» Data supplied
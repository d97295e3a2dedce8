//! Shared primitives for the peripheral chips.
//!
//! Every chip is a passive state machine: the machine owning it decodes
//! addresses, forwards register accesses through [`Bus`], advances the
//! chip once per clock edge and ORs the chip's interrupt outputs into the
//! CPU. Time is counted in [`Ticks`] of the machine's cycle clock.

mod bus;
mod observable;
mod ticks;

pub use bus::{Bus, InterruptSource};
pub use observable::{Observable, Value};
pub use ticks::Ticks;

» Task requirements
Your output should be the lines from the one with "outputs into the" through the end of the records above, copied exactly.

» Answer to the problem
//! chip once per clock edge and ORs the chip's interrupt outputs into the
//! CPU. Time is counted in [`Ticks`] of the machine's cycle clock.

mod bus;
mod observable;
mod ticks;

pub use bus::{Bus, InterruptSource};
pub use observable::{Observable, Value};
pub use ticks::Ticks;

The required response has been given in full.